DOI: 10.1017/S0017816014000133

"My wife" is obviously a big deal. It was always a target of speculation. In modern times, it is common for cultural zealots to insist that unmarried men must have been gay but in this case it is instead speculated that Jesus was married and that later revisionists eliminated it from the record. “My mother,” “Mary,” and “my (female) disciple” are also in there, which is a puzzle for non-theologians. There are a whole lot of women named Mary in the New Testament and it's a mystery which are the same and which are which, etc. I am sure in a blog post about the dating of a parchment fragment someone with a better handle on the linguistics will shed light on that.
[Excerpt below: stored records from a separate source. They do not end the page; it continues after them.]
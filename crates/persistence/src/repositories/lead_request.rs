//! Lead request repository for database operations.

use chrono::{DateTime, Utc};
use sqlx::{PgConnection, PgPool};

use domain::models::lead_request::NO_LEADS_AVAILABLE;
use domain::services::QuotaUsage;
use domain::LeadError;

use crate::entities::{LeadEntity, LeadRequestEntity, LeadRequestStatusDb};
use crate::metrics::{QueryTimer, Table};
use crate::repositories::lead::{claim_most_recent_unassigned, claim_unassigned};

/// Result of an approval attempt.
#[derive(Debug)]
pub enum ApproveOutcome {
    /// The request was approved and the lead claimed for the agent.
    Approved {
        request: LeadRequestEntity,
        lead: LeadEntity,
    },
    /// No unassigned lead existed; the request was rejected.
    RejectedNoLeads(LeadRequestEntity),
    /// The chosen lead is not an unassigned lead of the company; nothing
    /// was written.
    LeadUnavailable,
    /// The request was already decided; nothing was written.
    NotPending(LeadRequestEntity),
    NotFound,
}

/// Filters for listing requests.
#[derive(Debug, Clone, Default)]
pub struct ListLeadRequestsQuery {
    pub company_id: Option<i64>,
    pub agent_id: Option<i64>,
    pub status: Option<LeadRequestStatusDb>,
}

async fn quota_usage_on(conn: &mut PgConnection, agent_id: i64) -> Result<QuotaUsage, sqlx::Error> {
    let (untreated_leads, pending_requests) = sqlx::query_as::<_, (i64, i64)>(
        r#"
        SELECT
            (SELECT COUNT(*) FROM leads
             WHERE user_id = $1 AND status = 'activo' AND temp_status = 'sin_tratar'),
            (SELECT COUNT(*) FROM lead_requests
             WHERE agent_id = $1 AND status = 'pendiente')
        "#,
    )
    .bind(agent_id)
    .fetch_one(conn)
    .await?;

    Ok(QuotaUsage {
        untreated_leads,
        pending_requests,
    })
}

/// Repository for lead request database operations.
#[derive(Clone)]
pub struct LeadRequestRepository {
    pool: PgPool,
}

impl LeadRequestRepository {
    pub fn new(pool: PgPool) -> Self {
        Self { pool }
    }

    pub async fn find_by_id(&self, id: i64) -> Result<Option<LeadRequestEntity>, sqlx::Error> {
        let timer = QueryTimer::new(Table::LeadRequests, "find_lead_request_by_id");
        let result =
            sqlx::query_as::<_, LeadRequestEntity>("SELECT * FROM lead_requests WHERE id = $1")
                .bind(id)
                .fetch_optional(&self.pool)
                .await;
        timer.record();
        result
    }

    /// Current quota usage of an agent.
    pub async fn quota_usage(&self, agent_id: i64) -> Result<QuotaUsage, sqlx::Error> {
        let timer = QueryTimer::new(Table::LeadRequests, "lead_request_quota_usage");
        let mut conn = self.pool.acquire().await?;
        let result = quota_usage_on(&mut *conn, agent_id).await;
        timer.record();
        result
    }

    /// Creates a pending request if `check` accepts the agent's usage.
    ///
    /// Usage is read and the row inserted under a per-agent transaction
    /// lock, so concurrent requests from one agent are serialized.
    pub async fn create_within_quota<F>(
        &self,
        agent_id: i64,
        company_id: i64,
        check: F,
    ) -> Result<LeadRequestEntity, LeadError>
    where
        F: FnOnce(QuotaUsage) -> Result<(), LeadError> + Send,
    {
        let timer = QueryTimer::new(Table::LeadRequests, "create_lead_request");
        let mut tx = self.pool.begin().await?;

        sqlx::query("SELECT pg_advisory_xact_lock($1)")
            .bind(agent_id)
            .execute(&mut *tx)
            .await?;

        let usage = quota_usage_on(&mut *tx, agent_id).await?;
        if let Err(err) = check(usage) {
            tx.rollback().await?;
            timer.record();
            return Err(err);
        }

        let entity = sqlx::query_as::<_, LeadRequestEntity>(
            r#"
            INSERT INTO lead_requests (agent_id, company_id)
            VALUES ($1, $2)
            RETURNING *
            "#,
        )
        .bind(agent_id)
        .bind(company_id)
        .fetch_one(&mut *tx)
        .await?;

        tx.commit().await?;
        timer.record();
        Ok(entity)
    }

    /// Approves a pending request and claims a lead for its agent in one
    /// transaction.
    ///
    /// With `lead_id` the given lead is claimed; otherwise the most recently
    /// entered unassigned lead of the request's company. When no lead is
    /// available in the latter case the request is rejected instead.
    /// `decided_by` is `None` for automatic approvals.
    pub async fn approve(
        &self,
        request_id: i64,
        decided_by: Option<i64>,
        lead_id: Option<i64>,
        now: DateTime<Utc>,
    ) -> Result<ApproveOutcome, sqlx::Error> {
        let timer = QueryTimer::new(Table::LeadRequests, "approve_lead_request");
        let mut tx = self.pool.begin().await?;

        let request = sqlx::query_as::<_, LeadRequestEntity>(
            "SELECT * FROM lead_requests WHERE id = $1 FOR UPDATE",
        )
        .bind(request_id)
        .fetch_optional(&mut *tx)
        .await?;

        let request = match request {
            Some(r) if r.status == LeadRequestStatusDb::Pending => r,
            Some(r) => {
                tx.rollback().await?;
                timer.record();
                return Ok(ApproveOutcome::NotPending(r));
            }
            None => {
                tx.rollback().await?;
                timer.record();
                return Ok(ApproveOutcome::NotFound);
            }
        };

        let claimed = match lead_id {
            Some(lead_id) => {
                claim_unassigned(&mut *tx, lead_id, request.company_id, request.agent_id, now)
                    .await?
            }
            None => {
                claim_most_recent_unassigned(&mut *tx, request.company_id, request.agent_id, now)
                    .await?
            }
        };

        let outcome = match (claimed, lead_id) {
            (Some(lead), _) => {
                let request = sqlx::query_as::<_, LeadRequestEntity>(
                    r#"
                    UPDATE lead_requests
                    SET status = 'aprobada', lead_id = $2, decided_at = $3, decided_by = $4
                    WHERE id = $1 AND status = 'pendiente'
                    RETURNING *
                    "#,
                )
                .bind(request.id)
                .bind(lead.id)
                .bind(now)
                .bind(decided_by)
                .fetch_one(&mut *tx)
                .await?;
                ApproveOutcome::Approved { request, lead }
            }
            (None, Some(_)) => {
                tx.rollback().await?;
                timer.record();
                return Ok(ApproveOutcome::LeadUnavailable);
            }
            (None, None) => {
                let request = decide_on(
                    &mut *tx,
                    request.id,
                    LeadRequestStatusDb::Rejected,
                    decided_by,
                    Some(NO_LEADS_AVAILABLE),
                    now,
                )
                .await?
                .ok_or(sqlx::Error::RowNotFound)?;
                ApproveOutcome::RejectedNoLeads(request)
            }
        };

        tx.commit().await?;
        timer.record();
        Ok(outcome)
    }

    /// Rejects a pending request. `None` when it is no longer pending.
    pub async fn reject(
        &self,
        request_id: i64,
        decided_by: i64,
        reason: Option<&str>,
        now: DateTime<Utc>,
    ) -> Result<Option<LeadRequestEntity>, sqlx::Error> {
        let timer = QueryTimer::new(Table::LeadRequests, "reject_lead_request");
        let mut conn = self.pool.acquire().await?;
        let result = decide_on(
            &mut *conn,
            request_id,
            LeadRequestStatusDb::Rejected,
            Some(decided_by),
            reason,
            now,
        )
        .await;
        timer.record();
        result
    }

    /// Cancels a pending request on behalf of its agent.
    pub async fn cancel(
        &self,
        request_id: i64,
        agent_id: i64,
        now: DateTime<Utc>,
    ) -> Result<Option<LeadRequestEntity>, sqlx::Error> {
        let timer = QueryTimer::new(Table::LeadRequests, "cancel_lead_request");
        let mut conn = self.pool.acquire().await?;
        let result = decide_on(
            &mut *conn,
            request_id,
            LeadRequestStatusDb::Cancelled,
            Some(agent_id),
            None,
            now,
        )
        .await;
        timer.record();
        result
    }

    /// Lists requests, newest first.
    pub async fn list(
        &self,
        query: &ListLeadRequestsQuery,
    ) -> Result<Vec<LeadRequestEntity>, sqlx::Error> {
        let timer = QueryTimer::new(Table::LeadRequests, "list_lead_requests");

        let mut conditions = vec!["TRUE".to_string()];
        let mut param_count = 0;

        if query.company_id.is_some() {
            param_count += 1;
            conditions.push(format!("company_id = ${}", param_count));
        }
        if query.agent_id.is_some() {
            param_count += 1;
            conditions.push(format!("agent_id = ${}", param_count));
        }
        if query.status.is_some() {
            param_count += 1;
            conditions.push(format!("status = ${}", param_count));
        }

        let sql = format!(
            "SELECT * FROM lead_requests WHERE {} ORDER BY created_at DESC, id DESC",
            conditions.join(" AND ")
        );

        let mut list_query = sqlx::query_as::<_, LeadRequestEntity>(&sql);
        if let Some(company_id) = query.company_id {
            list_query = list_query.bind(company_id);
        }
        if let Some(agent_id) = query.agent_id {
            list_query = list_query.bind(agent_id);
        }
        if let Some(status) = query.status {
            list_query = list_query.bind(status);
        }

        let result = list_query.fetch_all(&self.pool).await;
        timer.record();
        result
    }
}

/// Moves a pending request to a decided state without a lead.
async fn decide_on(
    conn: &mut PgConnection,
    request_id: i64,
    status: LeadRequestStatusDb,
    decided_by: Option<i64>,
    reason: Option<&str>,
    now: DateTime<Utc>,
) -> Result<Option<LeadRequestEntity>, sqlx::Error> {
    sqlx::query_as::<_, LeadRequestEntity>(
        r#"
        UPDATE lead_requests
        SET status = $2, decided_by = $3, reason = $4, decided_at = $5
        WHERE id = $1 AND status = 'pendiente'
        RETURNING *
        "#,
    )
    .bind(request_id)
    .bind(status)
    .bind(decided_by)
    .bind(reason)
    .bind(now)
    .fetch_optional(conn)
    .await
}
Obviously, any time something appears that a bunch of people wanted to appear, the critical filter goes up. No one wants a repeat of The Hitler Diaries. Using Raman testing of the ink, radiocarbon analysis at the University of Arizona Accelerator Mass Spectrometry Laboratory, and multispectral imaging, the various experts determined that radiocarbon, spectroscopic, and oxidation characteristics showed no evidence of modern fabrication. Obviously old materials being used are possible, especially for someone well-versed in ancient theology, but it would take someone truly devoted to both religion and being a fraud - the soot normally used for inks would have to have been duplicated to match inks of the period.
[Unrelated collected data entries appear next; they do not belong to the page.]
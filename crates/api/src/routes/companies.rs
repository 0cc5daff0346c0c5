//! Company administration routes.

use axum::{
    extract::{Path, State},
    http::StatusCode,
    Json,
};
use tracing::info;
use validator::Validate;

use domain::models::company::{CreateCompanyRequest, UpdateCompanySettingsRequest};
use domain::models::{Actor, Company, Role, User};
use persistence::repositories::{CompanyRepository, CreateCompanyInput, UserRepository};

use crate::app::AppState;
use crate::error::ApiError;
use crate::extractors::{AdminUser, CurrentUser};

fn blank_to_none(value: Option<&str>) -> Option<String> {
    value
        .map(str::trim)
        .filter(|v| !v.is_empty())
        .map(String::from)
}

fn ensure_company_access(actor: &Actor, company_id: i64) -> Result<(), ApiError> {
    match actor.role {
        Role::Admin => Ok(()),
        Role::Coordinator | Role::Agent if actor.company_id == Some(company_id) => Ok(()),
        Role::Coordinator | Role::Agent => Err(ApiError::Forbidden(
            "You can only access your own company".to_string(),
        )),
    }
}

async fn load_company(state: &AppState, company_id: i64) -> Result<Company, ApiError> {
    CompanyRepository::new(state.pool.clone())
        .find_by_id(company_id)
        .await?
        .map(Company::from)
        .ok_or_else(|| ApiError::NotFound(format!("Company {} not found", company_id)))
}

/// Create a company.
///
/// POST /api/v1/companies
pub async fn create_company(
    State(state): State<AppState>,
    AdminUser(actor): AdminUser,
    Json(request): Json<CreateCompanyRequest>,
) -> Result<(StatusCode, Json<Company>), ApiError> {
    request.validate()?;

    let repo = CompanyRepository::new(state.pool.clone());
    let company = Company::from(
        repo.create(CreateCompanyInput {
            name: request.name.trim().to_string(),
            has_api: request.has_api,
            api_url: blank_to_none(request.api_url.as_deref()),
            api_token: blank_to_none(request.api_token.as_deref()),
            max_requests_per_agent: request.max_requests_per_agent,
            auto_assign: request.auto_assign,
            agents_can_refuse: request.agents_can_refuse,
        })
        .await?,
    );

    info!(
        company_id = company.id,
        user_id = actor.user_id,
        has_api = company.has_api,
        "Company created"
    );

    Ok((StatusCode::CREATED, Json(company)))
}

/// List all companies.
///
/// GET /api/v1/companies
pub async fn list_companies(
    State(state): State<AppState>,
    AdminUser(_): AdminUser,
) -> Result<Json<Vec<Company>>, ApiError> {
    let companies = CompanyRepository::new(state.pool.clone())
        .list()
        .await?
        .into_iter()
        .map(Company::from)
        .collect();
    Ok(Json(companies))
}

/// GET /api/v1/companies/:company_id
pub async fn get_company(
    State(state): State<AppState>,
    CurrentUser(actor): CurrentUser,
    Path(company_id): Path<i64>,
) -> Result<Json<Company>, ApiError> {
    ensure_company_access(&actor, company_id)?;
    Ok(Json(load_company(&state, company_id).await?))
}

/// Update lead-distribution and partner settings.
///
/// PATCH /api/v1/companies/:company_id/settings
///
/// Absent fields keep their value; the partner settings are re-checked on
/// the merged result.
pub async fn update_settings(
    State(state): State<AppState>,
    AdminUser(actor): AdminUser,
    Path(company_id): Path<i64>,
    Json(request): Json<UpdateCompanySettingsRequest>,
) -> Result<Json<Company>, ApiError> {
    request.validate()?;

    let current = load_company(&state, company_id).await?;
    let merged = request.merge_into(&current).map_err(|e| {
        ApiError::Validation(
            e.message
                .map(|m| m.to_string())
                .unwrap_or_else(|| e.code.to_string()),
        )
    })?;

    let updated = CompanyRepository::new(state.pool.clone())
        .update_settings(
            company_id,
            CreateCompanyInput {
                name: merged.name.trim().to_string(),
                has_api: merged.has_api,
                api_url: blank_to_none(merged.api_url.as_deref()),
                api_token: blank_to_none(merged.api_token.as_deref()),
                max_requests_per_agent: merged.max_requests_per_agent,
                auto_assign: merged.auto_assign,
                agents_can_refuse: merged.agents_can_refuse,
            },
        )
        .await?
        .map(Company::from)
        .ok_or_else(|| ApiError::NotFound(format!("Company {} not found", company_id)))?;

    info!(
        company_id,
        user_id = actor.user_id,
        auto_assign = updated.auto_assign,
        max_requests_per_agent = updated.max_requests_per_agent,
        agents_can_refuse = updated.agents_can_refuse,
        has_api = updated.has_api,
        "Company settings updated"
    );

    Ok(Json(updated))
}

/// Users of a company (coordinators and agents).
///
/// GET /api/v1/companies/:company_id/agents
pub async fn list_agents(
    State(state): State<AppState>,
    CurrentUser(actor): CurrentUser,
    Path(company_id): Path<i64>,
) -> Result<Json<Vec<User>>, ApiError> {
    match actor.role {
        Role::Admin => {}
        Role::Coordinator => ensure_company_access(&actor, company_id)?,
        Role::Agent => {
            return Err(ApiError::Forbidden(
                "Agents cannot list company users".to_string(),
            ))
        }
    }
    load_company(&state, company_id).await?;

    let users = UserRepository::new(state.pool.clone())
        .list_by_company(company_id)
        .await?
        .into_iter()
        .map(User::from)
        .collect();
    Ok(Json(users))
}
They found that the papyrus is from the 8th century AD (a mean date of 741). The other debates about its authenticity revolve around cultural agendas more than scientific inspection so I leave that to them. The grammatical errors are probably evidence of its ancient origin - they smack of a native speaker with a Dark Ages education to some, but they also smack of a fan-fiction mashup of the non-Canonical Gospel of Thomas written by someone with poor skills to others.
Gospel_of Jesus' Wife
The Gospel of Jesus' Wife. Image link: Wikipedia.

The whole issue is devoted to the topic and it has critics. King revealed the fragment but its provenance is unknown. In science, that would be a big red flag. Egyptologist Leo Depuydt says it's a fraud, created because the forger may have “wanted to put his or her own spin on modern theological issues” - namely that of women and celibacy in Christianity.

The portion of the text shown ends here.